Researchers say the study shows that the intervention can be used in a variety of settings as a method to improve memory.
“The goal of our study was to demonstrate the generalizability of our training protocol to a larger number of individuals with moderate-to-severe memory impairment,” said Dr. Eva Svoboda, a clinical neuropsychologist and lead author of the study.
“Our findings demonstrate that it is possible to harness powerful emerging technologies with brain science in an innovative way to give people with a range of memory deficits some of their independence back.”
Memory impairment, particularly when it is severe, can impact virtually all aspects of everyday life, making it difficult or impossible to keep appointments and stay on top of changing personal, social and occupational responsibilities.
Memory re-training has been used for over two decades and is based on a philosophy that leans on the use of implicit memory to improve other areas of memory. Implicit or procedural memory pertains to a type of memory that does not require us to think about things as we do them — for example, riding a bicycle or brushing one’s teeth.
Commercial technologies such as smartphones, iPhones, Android devices and other mobile electronic devices have immense potential for individuals with memory impairment as they offer high storage capacity, auditory and vibration alerts, rich multimedia capability and high user acceptability.
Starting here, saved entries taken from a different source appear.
//! Sensor client combining transport and frame decoding

use bytes::Bytes;
use hailin_core::{HailinResult, Reading};
use hailin_protocol::{FrameDecoder, RECV_BUFFER_SIZE};
use hailin_transport::TransportLayer;

/// Client for one sensor device
///
/// Owns the transport exclusively. All operations take `&mut self`; at most
/// one receive is in flight per connection.
#[derive(Debug)]
pub struct SensorClient<T: TransportLayer> {
    transport: T,
}

impl<T: TransportLayer> SensorClient<T> {
    /// Create a new sensor client over the given transport
    pub fn new(transport: T) -> Self {
        Self { transport }
    }

    /// Probe the endpoint by opening a connection, for setup validation.
    ///
    /// Network failures collapse to `false`; the probe connection is not
    /// kept.
    pub async fn check_connection(&mut self) -> bool {
        if !self.transport.is_closed() {
            return true;
        }
        match self.transport.open().await {
            Ok(()) => {
                let _ = self.transport.close().await;
                true
            }
            Err(e) => {
                log::warn!("Failed to connect to sensor: {e}");
                false
            }
        }
    }

    /// Receive one raw frame from the device.
    ///
    /// Opens the transport first if it is closed; an open failure is
    /// returned immediately and leaves no connection behind. Otherwise one
    /// read of up to 1024 bytes is performed and the bytes are returned
    /// as-is. A single read is assumed to contain exactly one whole frame;
    /// the device sends small, unfragmented responses, so no framing-aware
    /// accumulation is done here. A read failure tears the connection down
    /// so the next call starts with a fresh connect.
    pub async fn receive_frame(&mut self) -> HailinResult<Bytes> {
        if self.transport.is_closed() {
            self.transport.open().await?;
        }

        let mut buf = [0u8; RECV_BUFFER_SIZE];
        match self.transport.read(&mut buf).await {
            Ok(n) => Ok(Bytes::copy_from_slice(&buf[..n])),
            Err(e) => {
                let _ = self.transport.close().await;
                Err(e)
            }
        }
    }

    /// Run one poll cycle: receive a frame and decode it.
    ///
    /// Every failure branch is logged and reported as `None`; nothing here
    /// fails toward the scheduler.
    pub async fn poll(&mut self) -> Option<Reading> {
        let frame = match self.receive_frame().await {
            Ok(frame) => frame,
            Err(e) => {
                log::warn!("Error receiving data from sensor: {e}");
                return None;
            }
        };

        log::debug!("Received frame: {:02X?}", &frame[..]);

        match FrameDecoder::decode(&frame) {
            Ok(reading) => Some(reading),
            Err(e) => {
                log::warn!("Failed to decode frame {:02X?}: {e}", &frame[..]);
                None
            }
        }
    }

    /// Close the connection. Idempotent.
    pub async fn close(&mut self) -> HailinResult<()> {
        if !self.transport.is_closed() {
            self.transport.close().await?;
        }
        Ok(())
    }
}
The current study involved 10 outpatients, 18 to 55 years of age, who had moderate-to-severe memory impairment. Their memory impairment was the result of non-neurodegenerative conditions including ruptured aneurysm, stroke, tumor, epilepsy, closed-head injury, or anoxia (insufficient oxygen to the brain) after a heart attack.
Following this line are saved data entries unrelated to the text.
//! Frame payload decoding into sensor readings

use crate::frame::ResponseFrame;
use hailin_core::{FrameError, Reading};

/// Payload length carrying the PM2.5 / temperature / humidity register
/// triple, the only payload shape the device produces
pub const READING_PAYLOAD_LENGTH: usize = 6;

/// Stateless decoder for sensor response frames
pub struct FrameDecoder;

impl FrameDecoder {
    /// Decode one raw frame into a reading.
    ///
    /// All-or-nothing: any structural defect fails the whole frame and no
    /// partial reading is produced. The payload is three consecutive
    /// big-endian u16 registers: PM2.5, temperature (tenths of °C),
    /// humidity.
    pub fn decode(frame: &[u8]) -> Result<Reading, FrameError> {
        let frame = ResponseFrame::decode(frame)?;

        let payload = frame.payload();
        if payload.len() != READING_PAYLOAD_LENGTH {
            return Err(FrameError::UnsupportedPayloadLength {
                len: payload.len(),
            });
        }

        let pm25 = u16::from_be_bytes([payload[0], payload[1]]);
        let temperature = u16::from_be_bytes([payload[2], payload[3]]);
        let humidity = u16::from_be_bytes([payload[4], payload[5]]);

        Ok(Reading::from_registers(pm25, temperature, humidity))
    }
}

#[cfg(test)]
mod tests {
    use super::*;

    #[test]
    fn test_decode_reading() {
        // pm25=0x0032, temp=0x00FA (25.0 °C), humidity=0x0032, trailer ignored
        let frame = [
            0x01, 0x03, 0x06, 0x00, 0x32, 0x00, 0xFA, 0x00, 0x32, 0xAA, 0xBB,
        ];
        let reading = FrameDecoder::decode(&frame).unwrap();
        assert_eq!(reading.pm25, 50);
        assert_eq!(reading.temperature, 25.0);
        assert_eq!(reading.humidity, 50);
    }

    #[test]
    fn test_decode_all_zero_registers() {
        let frame = [
            0x01, 0x03, 0x06, 0x00, 0x00, 0x00, 0x00, 0x00, 0x00, 0x00, 0x00,
        ];
        let reading = FrameDecoder::decode(&frame).unwrap();
        assert_eq!(reading.pm25, 0);
        assert_eq!(reading.temperature, 0.0);
        assert_eq!(reading.humidity, 0);
    }

    #[test]
    fn test_decode_short_frames_fail() {
        let frame = [
            0x01, 0x03, 0x06, 0x00, 0x32, 0x00, 0xFA, 0x00, 0x32, 0xAA, 0xBB,
        ];
        for len in 0..8 {
            assert!(FrameDecoder::decode(&frame[..len]).is_err());
        }
    }

    #[test]
    fn test_decode_wrong_function_code_fails() {
        let frame = [
            0x01, 0x04, 0x06, 0x00, 0x32, 0x00, 0xFA, 0x00, 0x32, 0xAA, 0xBB,
        ];
        assert_eq!(
            FrameDecoder::decode(&frame),
            Err(FrameError::UnsupportedFunction { code: 0x04 })
        );
    }

    #[test]
    fn test_decode_truncated_payload_fails() {
        let frame = [0x01, 0x03, 0x0A, 0x00, 0x32, 0x00, 0xFA, 0x00, 0x32];
        assert_eq!(
            FrameDecoder::decode(&frame),
            Err(FrameError::TruncatedPayload {
                expected: 10,
                actual: 6,
            })
        );
    }

    #[test]
    fn test_decode_unsupported_payload_length_fails() {
        // 4-byte payload, valid envelope otherwise
        let frame = [0x01, 0x03, 0x04, 0x00, 0x32, 0x00, 0xFA, 0xAA, 0xBB];
        assert_eq!(
            FrameDecoder::decode(&frame),
            Err(FrameError::UnsupportedPayloadLength { len: 4 })
        );
    }

    #[test]
    fn test_decode_zero_length_payload_fails() {
        // Exactly 8 bytes with a zero length field is not an empty reading
        let frame = [0x01, 0x03, 0x00, 0x00, 0x00, 0x00, 0x00, 0x00];
        assert_eq!(
            FrameDecoder::decode(&frame),
            Err(FrameError::UnsupportedPayloadLength { len: 0 })
        );
    }

    #[test]
    fn test_decode_is_pure() {
        let frame = [
            0x01, 0x03, 0x06, 0x01, 0x2C, 0x00, 0xDC, 0x00, 0x41, 0xAA, 0xBB,
        ];
        let first = FrameDecoder::decode(&frame).unwrap();
        let second = FrameDecoder::decode(&frame).unwrap();
        assert_eq!(first, second);
        assert_eq!(first.pm25, 300);
        assert_eq!(first.temperature, 22.0);
        assert_eq!(first.humidity, 65);
    }
}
Participants completed two phases of training on either a smartphone or another personal digital assistant (PDA) device. Prior to the training, all participants reported difficulty in day-to-day functioning.
Some required ongoing supervision and regular assistance from family members due to their forgetting to pay bills, take medications or attend appointments.
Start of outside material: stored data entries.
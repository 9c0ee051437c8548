use std::path::{Path, PathBuf};
use std::process::ExitCode;

use anyhow::{Context, Result};
use clap::{Args, Parser, Subcommand};
use serde_json::json;

use glyphcast::atlas::{build_atlas, AtlasLayout, FontRasterizer, GlyphCell};
use glyphcast::charset::render_presets;
use glyphcast::config::{validate_output_size, ConfigOverrides, RenderConfig};
use glyphcast::error_codes::{find_coded_error, uncoded_envelope, CodedErrorKind};
use glyphcast::font::resolve_font_path;
use glyphcast::grid::{fit_surface, resolve_grid, SurfaceSize};
use glyphcast::logging;
use glyphcast::source::{parse_dimensions, SourceRequest};

#[derive(Debug, Parser)]
#[command(name = "glyphcast")]
#[command(about = "Render video as ascii art on the GPU")]
#[command(version = concat!(env!("CARGO_PKG_VERSION"), " (", env!("GLYPHCAST_GIT_HASH"), ")"))]
struct Cli {
    /// Print failures as a JSON envelope on stdout.
    #[arg(long, global = true)]
    json: bool,
    #[command(subcommand)]
    command: Commands,
}

#[derive(Debug, Args)]
struct RenderArgs {
    /// YAML config file; flags below override its values.
    #[arg(long)]
    config: Option<PathBuf>,
    #[arg(long)]
    columns: Option<u32>,
    /// Character set preset id (see `glyphcast charsets`).
    #[arg(long)]
    preset: Option<String>,
    /// Literal character set, darkest first. Wins over --preset.
    #[arg(long)]
    symbols: Option<String>,
    #[arg(long)]
    font: Option<PathBuf>,
}

impl RenderArgs {
    fn resolve(&self) -> Result<RenderConfig> {
        let overrides = ConfigOverrides {
            columns: self.columns,
            preset: self.preset.clone(),
            symbols: self.symbols.clone(),
            font: self.font.clone(),
        };
        RenderConfig::resolve(self.config.as_deref(), &overrides)
    }
}

#[derive(Debug, Subcommand)]
enum Commands {
    /// Open a window and render a video file, image, or `webcam[:device]`.
    Play {
        source: Option<String>,
        #[command(flatten)]
        render: RenderArgs,
    },
    /// Write the glyph atlas the configuration would build to a PNG.
    Atlas {
        #[arg(long)]
        out: PathBuf,
        /// Output width the glyph cells are sized for. Defaults to the window width.
        #[arg(long)]
        width: Option<u32>,
        #[command(flatten)]
        render: RenderArgs,
    },
    /// Validate the configuration and print the resolved grid and atlas layout.
    Check {
        #[arg(long)]
        width: Option<u32>,
        #[arg(long)]
        height: Option<u32>,
        /// Source video size as WIDTHxHEIGHT.
        #[arg(long)]
        video: Option<String>,
        #[command(flatten)]
        render: RenderArgs,
    },
    /// List the built-in character set presets.
    Charsets,
}

fn main() -> ExitCode {
    logging::init();
    let cli = Cli::parse();
    let json = cli.json;

    match run(cli) {
        Ok(()) => ExitCode::SUCCESS,
        Err(error) => report_failure(&error, json),
    }
}

fn run(cli: Cli) -> Result<()> {
    match cli.command {
        Commands::Play { source, render } => run_play(source.as_deref(), &render),
        Commands::Atlas { out, width, render } => run_atlas(&out, width, &render),
        Commands::Check {
            width,
            height,
            video,
            render,
        } => run_check(width, height, video.as_deref(), &render, cli.json),
        Commands::Charsets => {
            print!("{}", render_presets());
            Ok(())
        }
    }
}

#[cfg(feature = "play")]
fn run_play(source: Option<&str>, render: &RenderArgs) -> Result<()> {
    let config = render.resolve()?;
    let source = source.map(SourceRequest::parse).transpose()?;
    tracing::info!(build = env!("GLYPHCAST_GIT_HASH"), "starting player");
    glyphcast::play::run_play(&config, source)
}

#[cfg(not(feature = "play"))]
fn run_play(_source: Option<&str>, _render: &RenderArgs) -> Result<()> {
    anyhow::bail!("glyphcast was built without the `play` feature")
}

fn run_atlas(out: &Path, width: Option<u32>, render: &RenderArgs) -> Result<()> {
    let config = render.resolve()?;
    let charset = config.character_set()?;
    let output_width = width.unwrap_or(config.window.width);
    validate_output_size(output_width, config.window.height).context("invalid --width")?;
    let font_path = resolve_font_path(config.font.as_deref())?;
    let mut rasterizer = FontRasterizer::from_path(&font_path)?;
    let layout = AtlasLayout::for_glyph_count(charset.len() as u32);
    let cell = GlyphCell::for_atlas(output_width, config.columns, &layout);
    let atlas = build_atlas(&charset, cell, &mut rasterizer)?;
    atlas.save_png(out)?;

    println!(
        "Wrote {} ({}x{}, {} glyphs in {}x{} cells of {}x{}px)",
        out.display(),
        atlas.width(),
        atlas.height(),
        charset.len(),
        atlas.layout().atlas_cols,
        atlas.layout().atlas_rows,
        cell.width,
        cell.height
    );
    if !atlas.unsupported().is_empty() {
        println!(
            "Blank glyphs (missing from {}): {}",
            font_path.display(),
            atlas.unsupported().iter().collect::<String>()
        );
    }
    Ok(())
}

fn run_check(
    width: Option<u32>,
    height: Option<u32>,
    video: Option<&str>,
    render: &RenderArgs,
    json: bool,
) -> Result<()> {
    let config = render.resolve()?;
    let charset = config.character_set()?;
    let viewport = SurfaceSize::new(
        width.unwrap_or(config.window.width),
        height.unwrap_or(config.window.height),
    );
    validate_output_size(viewport.width, viewport.height).context("invalid --width/--height")?;
    let video = video
        .map(|raw| parse_dimensions(raw).with_context(|| format!("invalid --video '{raw}'")))
        .transpose()?;

    let surface = fit_surface(viewport, video);
    let grid = resolve_grid(config.columns, surface, video);
    let layout = AtlasLayout::for_glyph_count(charset.len() as u32);
    let cell = GlyphCell::for_atlas(surface.width, config.columns, &layout);
    let (atlas_width, atlas_height) = layout.pixel_size(cell);

    if json {
        let report = json!({
            "ok": true,
            "columns": config.columns,
            "charset": charset.to_string(),
            "charset_len": charset.len(),
            "surface": { "width": surface.width, "height": surface.height },
            "grid": { "cols": grid.cols, "rows": grid.rows },
            "glyph_cell": { "width": cell.width, "height": cell.height },
            "atlas": {
                "cols": layout.atlas_cols,
                "rows": layout.atlas_rows,
                "width": atlas_width,
                "height": atlas_height,
            },
        });
        println!(
            "{}",
            serde_json::to_string_pretty(&report).context("failed to encode check report")?
        );
        return Ok(());
    }

    println!(
        "OK: {} columns, {} glyphs ({})",
        config.columns,
        charset.len(),
        charset
    );
    println!("Surface: {}x{}", surface.width, surface.height);
    println!("Grid: {}x{}", grid.cols, grid.rows);
    println!("Glyph cell: {}x{}", cell.width, cell.height);
    println!(
        "Atlas: {}x{} cells, {}x{}px",
        layout.atlas_cols, layout.atlas_rows, atlas_width, atlas_height
    );
    Ok(())
}

fn report_failure(error: &anyhow::Error, json: bool) -> ExitCode {
    let coded = find_coded_error(error);
    if json {
        let envelope = match coded {
            Some(coded) => serde_json::to_value(coded.envelope())
                .unwrap_or_else(|_| uncoded_envelope(error)),
            None => uncoded_envelope(error),
        };
        println!("{envelope}");
    } else {
        match coded {
            Some(coded) => eprintln!("error: {coded}"),
            None => eprintln!("error: {error:#}"),
        }
    }

    match coded.map(|coded| coded.kind) {
        Some(CodedErrorKind::Config) => ExitCode::from(2),
        _ => ExitCode::from(1),
    }
}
In the first phase, participants were taught the basic functions of their device using a training method that tapped into their preserved implicit /procedural memory.
Each participant received several one-hour training sessions to learn calendaring skills such as inputting appointments and reminders.
In the second phase, participants took the device home to apply their newly acquired calendaring skills in real-life situations. This included setting alarm reminders to take medications and attend future appointments, charging the device, and remembering to keep the device with them at all times.
They also learned how to use other software functions, such as phone, contacts, and camera.
As part of the outcome measures, participants were given a schedule of 10 phone calls to complete over a two-week period at different times of the day — to closely approximate real life commitments.
Family members who lived with participants kept a behavioral memory log of whether real-life tasks were successfully completed or not by their relative. Participants and family members completed a “memory mistakes” questionnaire which involved rating a list of common memory mistakes on a frequency-of-occurrence scale, ranging from “never” to “all the time.”
Participants and family also completed two additional questionnaires. One measured confidence in the participant when dealing with various memory-demanding scenarios (e.g., dentist calls to change appointment dates). The other examined the participant’s use of the device to support traveling back in time (e.g. searching activities and events from preceding days, weeks and months), traveling forward in time (e.g., planning ahead, entering future events and appointments), and technical ease of use of the device.
Although this was only a small trial, all 10 individuals showed “robust increases” in day-to-day memory functioning after taking the training, based on results from the functional and questionnaire-based measures.
Participants continued to report benefits from smart phone and PDA use in short-term followup three to eight months later.
The findings appear online, ahead of print publication, in the international journal Neuropsychological Rehabilitation.